更年期によるカラダの不調で、仕事に及んだマイナスの影響を指す。流し見をしていたNHKのニュース番組から聞こえてきたこの言葉にハッとし、作業していた手を止めてしまった。かつて私も「更年期ロス」で、仕事を切られ、さらには離婚にまで至った経験があるからだ。

更年期とは、閉経を挟んだ10年間を指す。日本人女性の閉経の平均年齢は50歳前後と言われているが個人差があり、まれに30代で閉経してしまう人もいる。更年期は女性ホルモンの一種であるエストロゲンの急激な減少によって、ホットフラッシュや肩こりや不眠といった、さまざまな不調がカラダに表れる。これらが更年期障害と言われる症状だ。

かつて更年期は公にすることが少なかったが、今ではニュース番組で更年期ロスの特集が組まれたり、著名人が自身の更年期の体験を語ったりする時代になった。しかし、一般人にとって更年期は、まだ「秘するもの」なのかもしれない。
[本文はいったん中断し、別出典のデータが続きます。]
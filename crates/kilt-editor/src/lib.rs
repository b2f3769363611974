//! # kilt-editor — Document and view model for kilt
//!
//! This crate holds everything between the raw terminal and the file:
//!
//! - **[`position`]** — `Position` (row, col), 0-indexed, for cursor and scroll
//! - **[`buffer`]** — `LineBuffer`, the file as a list of byte lines
//! - **[`view`]** — keeping the cursor inside the viewport
//! - **[`cursor`]** — arrow, page and Home/End motions with their clamps
//! - **[`render`]** — composing a full frame into one output buffer
//! - **[`quit`]** — the typed `:q` quit sequence
//! - **[`editor`]** — `Editor`, the session state that drives the event loop
//!
//! Terminal I/O lives in `kilt-term`; nothing here touches a file
//! descriptor except [`LineBuffer::load`](buffer::LineBuffer::load).

pub mod buffer;
pub mod cursor;
pub mod editor;
pub mod error;
pub mod position;
pub mod quit;
pub mod render;
pub mod view;

pub use error::{Error, Result};
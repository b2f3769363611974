// SPDX-License-Identifier: MIT
//
// Terminal-layer errors.
//
// Every variant here is fatal for the session: the caller restores the
// terminal, clears the screen, prints the diagnostic and exits non-zero.
// Read timeouts are not errors and never reach this type.

use std::io;

use thiserror::Error;

/// Failures while configuring or talking to the terminal device.
#[derive(Debug, Error)]
pub enum Error {
    /// `tcgetattr` failed (stdin is not a terminal, or the device vanished).
    #[error("tcgetattr failed")]
    GetAttr(#[source] io::Error),

    /// `tcsetattr` failed while entering or leaving raw mode.
    #[error("tcsetattr failed")]
    SetAttr(#[source] io::Error),

    /// Neither the ioctl query nor the cursor-report fallback produced a size.
    #[error("unable to determine window size")]
    WindowSize,

    /// A device read failed for a reason other than a timeout.
    #[error("reading from the terminal failed")]
    Read(#[source] io::Error),

    /// Writing to the device failed during setup.
    #[error(transparent)]
    Io(#[from] io::Error),
}

/// Shorthand used throughout the crate.
pub type Result<T> = std::result::Result<T, Error>;
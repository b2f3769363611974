// SPDX-License-Identifier: MIT
#![allow(unsafe_code)]
//
// The byte-read primitive the key decoder pulls from.
//
// In raw mode kilt configures the terminal with VMIN=0, VTIME=1: a read
// returns as soon as one byte is available, or returns zero bytes after
// 100ms of silence. That bounded wait is what lets the decoder tell a lone
// Escape keypress apart from the first byte of an escape sequence without
// a second thread or `poll()`.
//
// `ByteSource` abstracts the primitive so the decoder, the window-size
// fallback and the session loop run unchanged over a byte slice in tests.

use std::io;

/// A source of single input bytes with a bounded wait.
pub trait ByteSource {
    /// Read one byte.
    ///
    /// Returns `Ok(Some(byte))` when a byte arrived, `Ok(None)` when the
    /// bounded wait elapsed with nothing to read.
    ///
    /// # Errors
    ///
    /// Returns an error if the underlying device read fails.
    fn read_byte(&mut self) -> io::Result<Option<u8>>;
}

impl<S: ByteSource + ?Sized> ByteSource for &mut S {
    fn read_byte(&mut self) -> io::Result<Option<u8>> {
        (**self).read_byte()
    }
}

/// A slice behaves like a terminal that has already typed its bytes: each
/// read pops one, and an exhausted slice times out forever.
impl ByteSource for &[u8] {
    fn read_byte(&mut self) -> io::Result<Option<u8>> {
        let Some((&first, rest)) = self.split_first() else {
            return Ok(None);
        };
        *self = rest;
        Ok(Some(first))
    }
}

// ─── Stdin ───────────────────────────────────────────────────────────────────

/// Reads the controlling terminal through fd 0, one byte per call.
#[derive(Debug, Default, Clone, Copy)]
pub struct StdinSource;

impl StdinSource {
    /// Create a stdin source.
    #[must_use]
    pub const fn new() -> Self {
        Self
    }
}

#[cfg(unix)]
impl ByteSource for StdinSource {
    fn read_byte(&mut self) -> io::Result<Option<u8>> {
        let mut byte = 0u8;
        let n = unsafe { libc::read(libc::STDIN_FILENO, (&raw mut byte).cast(), 1) };

        match n {
            1 => Ok(Some(byte)),
            0 => Ok(None),
            _ => {
                let err = io::Error::last_os_error();
                // Some platforms report the VTIME expiry as EAGAIN instead of
                // a zero-length read; a signal can also interrupt the wait.
                match err.kind() {
                    io::ErrorKind::WouldBlock | io::ErrorKind::Interrupted => Ok(None),
                    _ => Err(err),
                }
            }
        }
    }
}

#[cfg(not(unix))]
impl ByteSource for StdinSource {
    fn read_byte(&mut self) -> io::Result<Option<u8>> {
        use std::io::Read;

        let mut byte = [0u8; 1];
        match io::stdin().lock().read(&mut byte) {
            Ok(0) => Ok(None),
            Ok(_) => Ok(Some(byte[0])),
            Err(e) if e.kind() == io::ErrorKind::Interrupted => Ok(None),
            Err(e) => Err(e),
        }
    }
}

// ─── Tests ───────────────────────────────────────────────────────────────────

#[cfg(test)]
mod tests {
    use super::*;

    #[test]
    fn slice_pops_in_order() {
        let mut src: &[u8] = b"ab";
        assert_eq!(src.read_byte().unwrap(), Some(b'a'));
        assert_eq!(src.read_byte().unwrap(), Some(b'b'));
    }

    #[test]
    fn exhausted_slice_times_out() {
        let mut src: &[u8] = b"";
        assert_eq!(src.read_byte().unwrap(), None);
        assert_eq!(src.read_byte().unwrap(), None);
    }

    #[test]
    fn slice_leaves_unread_bytes() {
        let mut src: &[u8] = b"xyz";
        src.read_byte().unwrap();
        assert_eq!(src, b"yz");
    }

    #[test]
    fn mutable_reference_forwards() {
        let mut src: &[u8] = b"q";
        let by_ref = &mut src;
        assert_eq!(by_ref.read_byte().unwrap(), Some(b'q'));
        assert!(src.is_empty());
    }
}
// SPDX-License-Identifier: MIT
//
// ANSI / VT100 escape sequence generation.
//
// Pure functions that write escape sequences to any `impl Write`. No state,
// no decisions about when to emit — that's the compositor's job. This module
// just knows the byte-level encoding of every terminal command kilt sends.
//
// All cursor positions are 0-indexed in our API and converted to 1-indexed
// for the terminal (ANSI standard uses 1-based coordinates).
//
// All functions return `io::Result` propagated from the underlying writer.
// In practice they never fail when writing to `OutputBuffer` (backed by a Vec).
use std::io::{self, Write};

// ─── Cursor ──────────────────────────────────────────────────────────────────

/// Move the cursor to `(row, col)` using the CUP (Cursor Position) sequence.
///
/// Our coordinates are 0-indexed; ANSI CUP is 1-indexed.
#[inline]
pub fn cursor_to(w: &mut impl Write, row: usize, col: usize) -> io::Result<()> {
    write!(w, "\x1b[{};{}H", row + 1, col + 1)
}

/// Move the cursor to the top-left corner (CUP with no parameters).
#[inline]
pub fn cursor_home(w: &mut impl Write) -> io::Result<()> {
    w.write_all(b"\x1b[H")
}

/// Hide the cursor (DECTCEM reset).
#[inline]
pub fn cursor_hide(w: &mut impl Write) -> io::Result<()> {
    w.write_all(b"\x1b[?25l")
}

/// Show the cursor (DECTCEM set).
#[inline]
pub fn cursor_show(w: &mut impl Write) -> io::Result<()> {
    w.write_all(b"\x1b[?25h")
}

/// Push the cursor as far right and down as the terminal allows.
///
/// CUF/CUD stop at the screen edge, unlike CUP which is undefined for
/// out-of-range values. Used before a cursor report to learn the size.
#[inline]
pub fn cursor_to_far_corner(w: &mut impl Write) -> io::Result<()> {
    w.write_all(b"\x1b[999C\x1b[999B")
}

/// Ask the terminal to report the cursor position (DSR 6).
///
/// The reply arrives on stdin as `ESC [ rows ; cols R`.
#[inline]
pub fn query_cursor_position(w: &mut impl Write) -> io::Result<()> {
    w.write_all(b"\x1b[6n")
}

// ─── Screen ──────────────────────────────────────────────────────────────────

/// Clear the entire screen (ED 2).
#[inline]
pub fn clear_screen(w: &mut impl Write) -> io::Result<()> {
    w.write_all(b"\x1b[2J")
}

/// Clear from the cursor to the end of the current line (EL 0).
#[inline]
pub fn clear_line(w: &mut impl Write) -> io::Result<()> {
    w.write_all(b"\x1b[K")
}

/// Clear the screen and home the cursor, as done on quit and on fatal errors.
pub fn clear_and_home(w: &mut impl Write) -> io::Result<()> {
    clear_screen(w)?;
    cursor_home(w)
}

// ─── Tests ───────────────────────────────────────────────────────────────────
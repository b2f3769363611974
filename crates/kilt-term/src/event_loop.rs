// SPDX-License-Identifier: MIT
//
// Event loop — the session heartbeat.
//
// Single-threaded and blocking: render a frame, wait for one key, hand it
// to the application, repeat. The only wait is the terminal's bounded read
// (VTIME), so an idle loop sits in `read()` and re-polls every 100ms
// without redrawing.
//
// Rendering goes through one `OutputBuffer`, flushed with a single write
// per frame. A failed or short write is logged and tolerated — the next
// frame repaints everything anyway.
//
// On quit the loop clears the screen and homes the cursor before
// returning, so the shell prompt comes back on a clean screen.

use std::io::Write;

use tracing::{debug, trace, warn};

use crate::ansi;
use crate::error::{Error, Result};
use crate::input::{Decoder, KeyEvent};
use crate::output::OutputBuffer;
use crate::reader::ByteSource;

// ─── App Trait ───────────────────────────────────────────────────────────────

/// What the application tells the event loop to do after handling a key.
#[derive(Debug, Clone, Copy, PartialEq, Eq)]
pub enum Action {
    /// Continue running.
    Continue,
    /// Exit the event loop cleanly.
    Quit,
}

/// Application interface for the event loop.
///
/// Each cycle the loop calls [`render`](App::render), flushes the frame,
/// reads one key, and passes it to [`on_key`](App::on_key).
pub trait App {
    /// Compose the whole frame into `out`.
    ///
    /// `out` is empty on entry. Everything appended is written to the
    /// terminal in one write.
    fn render(&mut self, out: &mut OutputBuffer);

    /// Handle one decoded key.
    ///
    /// Return [`Action::Quit`] to exit the event loop.
    fn on_key(&mut self, key: KeyEvent) -> Action;
}

// ─── EventLoop ───────────────────────────────────────────────────────────────

/// The terminal event loop.
///
/// Owns the key decoder, the frame buffer and the output sink. Generic
/// over both ends so tests drive it with a byte slice and a `Vec<u8>`.
///
/// # Example
///
/// ```no_run
/// use kilt_term::event_loop::{Action, App, EventLoop};
/// use kilt_term::input::KeyEvent;
/// use kilt_term::output::{OutputBuffer, StdoutSink};
/// use kilt_term::reader::StdinSource;
///
/// struct Blank;
///
/// impl App for Blank {
///     fn render(&mut self, out: &mut OutputBuffer) {
///         out.append(b"\x1b[H");
///     }
///
///     fn on_key(&mut self, key: KeyEvent) -> Action {
///         if key.is_ctrl('q') { Action::Quit } else { Action::Continue }
///     }
/// }
///
/// EventLoop::new(StdinSource::new(), StdoutSink::new()).run(&mut Blank)?;
/// # Ok::<(), kilt_term::Error>(())
/// ```
#[derive(Debug)]
pub struct EventLoop<S, W> {
    decoder: Decoder<S>,
    out: W,
    frame: OutputBuffer,
}

impl<S: ByteSource, W: Write> EventLoop<S, W> {
    /// Create a loop reading keys from `src` and writing frames to `out`.
    pub fn new(src: S, out: W) -> Self {
        Self {
            decoder: Decoder::new(src),
            out,
            frame: OutputBuffer::new(),
        }
    }

    /// Run until the application returns [`Action::Quit`].
    ///
    /// # Errors
    ///
    /// Returns [`Error::Read`] if the input device fails, or [`Error::Io`]
    /// if the final clear-screen cannot be written.
    pub fn run(&mut self, app: &mut impl App) -> Result<()> {
        loop {
            self.refresh(app);

            let key = self.decoder.read_key().map_err(Error::Read)?;
            trace!(?key, "key");

            if app.on_key(key) == Action::Quit {
                debug!("quit requested");
                return self.shutdown();
            }
        }
    }

    /// Compose one frame and write it to the terminal in a single write.
    pub fn refresh(&mut self, app: &mut impl App) {
        self.frame.clear();
        app.render(&mut self.frame);
        if let Err(err) = self.frame.flush_to(&mut self.out) {
            warn!(%err, "frame write failed");
        }
    }

    /// Take back the source and sink.
    pub fn into_parts(self) -> (S, W) {
        (self.decoder.into_inner(), self.out)
    }

    fn shutdown(&mut self) -> Result<()> {
        ansi::clear_and_home(&mut self.out)?;
        self.out.flush()?;
        Ok(())
    }
}

// ─── Tests ───────────────────────────────────────────────────────────────────
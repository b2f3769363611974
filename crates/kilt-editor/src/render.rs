//! Screen compositor — turning buffer and viewport into one frame.
//!
//! A frame is a complete repaint, built in memory and handed to the
//! terminal in a single write:
//!
//! ```text
//!   ESC[?25l  ESC[H                      hide cursor, go home
//!   row 0     ESC[K  \r\n                 content or "~", clear the rest
//!   ...
//!   row n-1   ESC[K                       last row has no line break
//!   ESC[r;cH  ESC[?25h                   place the cursor, show it
//! ```
//!
//! Rows are never erased in full; `ESC[K` after the content clears only
//! what the previous frame left to the right of it. Line bytes are copied
//! through as-is, one byte per cell.

use std::io::{self, Write};

use kilt_term::ansi;
use kilt_term::terminal::Size;

use crate::buffer::LineBuffer;
use crate::position::Position;

/// Banner shown on an empty buffer.
pub const WELCOME: &str = concat!("Kilt editor -- version ", env!("CARGO_PKG_VERSION"));

/// Marker drawn on rows past the end of the document.
const EMPTY_ROW: &[u8] = b"~";

/// Compose one frame into `out`.
///
/// `scroll` must already be reconciled against `cursor`, so the cursor is
/// inside the window.
///
/// # Errors
///
/// Returns any error from `out`. Writing into an
/// [`OutputBuffer`](kilt_term::output::OutputBuffer) never fails.
pub fn compose_frame(
    out: &mut impl Write,
    lines: &LineBuffer,
    cursor: Position,
    scroll: Position,
    size: Size,
) -> io::Result<()> {
    ansi::cursor_hide(out)?;
    ansi::cursor_home(out)?;

    let rows = usize::from(size.rows);
    for y in 0..rows {
        draw_row(out, lines, y, scroll, size)?;
        ansi::clear_line(out)?;
        if y + 1 < rows {
            out.write_all(b"\r\n")?;
        }
    }

    let on_screen = cursor.relative_to(scroll);
    ansi::cursor_to(out, on_screen.row, on_screen.col)?;
    ansi::cursor_show(out)
}

fn draw_row(
    out: &mut impl Write,
    lines: &LineBuffer,
    y: usize,
    scroll: Position,
    size: Size,
) -> io::Result<()> {
    let cols = usize::from(size.cols);
    match lines.line(y + scroll.row) {
        Some(line) => out.write_all(line.visible(scroll.col, cols)),
        None if lines.is_empty() && y == usize::from(size.rows) / 3 => draw_welcome(out, cols),
        None => out.write_all(EMPTY_ROW),
    }
}

/// The welcome banner, centered and truncated to `cols`.
fn draw_welcome(out: &mut impl Write, cols: usize) -> io::Result<()> {
    let text = &WELCOME.as_bytes()[..WELCOME.len().min(cols)];
    let padding = (cols - text.len()) / 2;
    if padding > 0 {
        out.write_all(EMPTY_ROW)?;
        out.write_all(&b" ".repeat(padding - 1))?;
    }
    out.write_all(text)
}

// ---------------------------------------------------------------------------
// Tests
// ---------------------------------------------------------------------------
//! Report generation.

pub mod generator;

pub use generator::{generate_json_report, generate_markdown_report};
//! Command-line interface argument parsing.
//!
//! This module handles all CLI argument parsing using clap,
//! including validation and default values.

use clap::Parser;
use std::path::{Path, PathBuf};

/// locmetrics - location performance analytics for field-service jobs
///
/// Groups exported jobs by service location, ranks locations by revenue,
/// and writes a Markdown or JSON report with insights.
///
/// Examples:
///   locmetrics --jobs jobs.json
///   locmetrics --jobs jobs.json --locations locations.json --top 10
///   locmetrics --jobs jobs.json --zip 90210,90402 --format json -o report.json
///   locmetrics --jobs jobs.json --dry-run
///   locmetrics --init-config
#[derive(Parser, Debug, Clone)]
#[command(author, version, about, long_about = None)]
#[command(propagate_version = true)]
pub struct Args {
    /// JSON export of job rows to analyze
    #[arg(
        short,
        long,
        value_name = "FILE",
        required_unless_present = "init_config",
        env = "LOCMETRICS_JOBS"
    )]
    pub jobs: Option<PathBuf>,

    /// JSON listing of service areas (zip, city, state, area, active flag)
    #[arg(short, long, value_name = "FILE")]
    pub locations: Option<PathBuf>,

    /// Output file path for the report
    ///
    /// Defaults to the config file value, or location_report.md
    #[arg(short, long, value_name = "FILE")]
    pub output: Option<PathBuf>,

    /// Output format (markdown, json)
    #[arg(long, default_value = "markdown", value_name = "FORMAT")]
    pub format: OutputFormat,

    /// Path to configuration file
    ///
    /// If not specified, looks for .locmetrics.toml in the current directory
    #[arg(short, long, value_name = "FILE")]
    pub config: Option<PathBuf>,

    /// Only include jobs in these zip codes (comma-separated)
    ///
    /// Example: --zip 90210,90402
    #[arg(long, value_name = "CODES", value_delimiter = ',')]
    pub zip: Option<Vec<String>>,

    /// Show only the top N locations in the table
    #[arg(long, value_name = "N")]
    pub top: Option<usize>,

    /// Leave the insights section out of the report
    #[arg(long)]
    pub no_insights: bool,

    /// Enable verbose logging output
    #[arg(short, long)]
    pub verbose: bool,

    /// Run in quiet mode (minimal output)
    #[arg(short, long)]
    pub quiet: bool,

    /// Dry run: load and aggregate, print the table, write nothing
    #[arg(long)]
    pub dry_run: bool,

    /// Generate a default .locmetrics.toml configuration file
    #[arg(long)]
    pub init_config: bool,
}

/// Output format for the report.
#[derive(Debug, Clone, Copy, PartialEq, Eq, Default, clap::ValueEnum)]
pub enum OutputFormat {
    /// Markdown format (default)
    #[default]
    Markdown,
    /// JSON format
    Json,
}

impl Args {
    /// Parse command-line arguments.
    pub fn parse_args() -> Self {
        Self::parse()
    }

    /// Validate the parsed arguments.
    pub fn validate(&self) -> Result<(), String> {
        // Skip validation for --init-config
        if self.init_config {
            return Ok(());
        }

        if self.verbose && self.quiet {
            return Err("Cannot use both --verbose and --quiet".to_string());
        }

        if self.top == Some(0) {
            return Err("--top must be at least 1".to_string());
        }

        if let Some(ref zips) = self.zip {
            if zips.iter().any(|z| z.trim().is_empty()) {
                return Err("Zip codes in --zip must not be empty".to_string());
            }
        }

        match self.jobs {
            Some(ref path) => check_input_file(path, "Jobs")?,
            None => return Err("--jobs is required".to_string()),
        }

        if let Some(ref path) = self.locations {
            check_input_file(path, "Locations")?;
        }

        Ok(())
    }

    /// Returns the log level based on verbosity settings.
    pub fn log_level(&self) -> tracing::Level {
        if self.quiet {
            tracing::Level::ERROR
        } else if self.verbose {
            tracing::Level::DEBUG
        } else {
            tracing::Level::INFO
        }
    }
}

fn check_input_file(path: &Path, what: &str) -> Result<(), String> {
    if !path.exists() {
        return Err(format!("{} file does not exist: {}", what, path.display()));
    }
    if !path.is_file() {
        return Err(format!("{} path is not a file: {}", what, path.display()));
    }
    Ok(())
}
番組内で使用されたNHK「更年期と仕事に関する調査2021」に先立つスクリーニング調査(29~59歳の女性3万人が対象)によると、更年期の症状を感じた際、婦人科を受診した人は40代、50代ともに約3割という結果がそれを物語っている。

取材中、突然顔から滝のような汗が…

これはあくまで推測だが、「更年期は恥ずかしい」という思いが根底にあるのに加え、「婦人科は敷居が高い」と思い込んでいる人が多いように思う。実際、私もそうだった。30代半ばと、人よりも早くに更年期の症状を感じていたが、「婦人科は妊婦が受診する医療機関」というイメージが強く、受診するまで数年間かかってしまった。そして、受診してわかった。心身に影響をきたすつらい症状の原因は、若年性更年期によるものだったということが。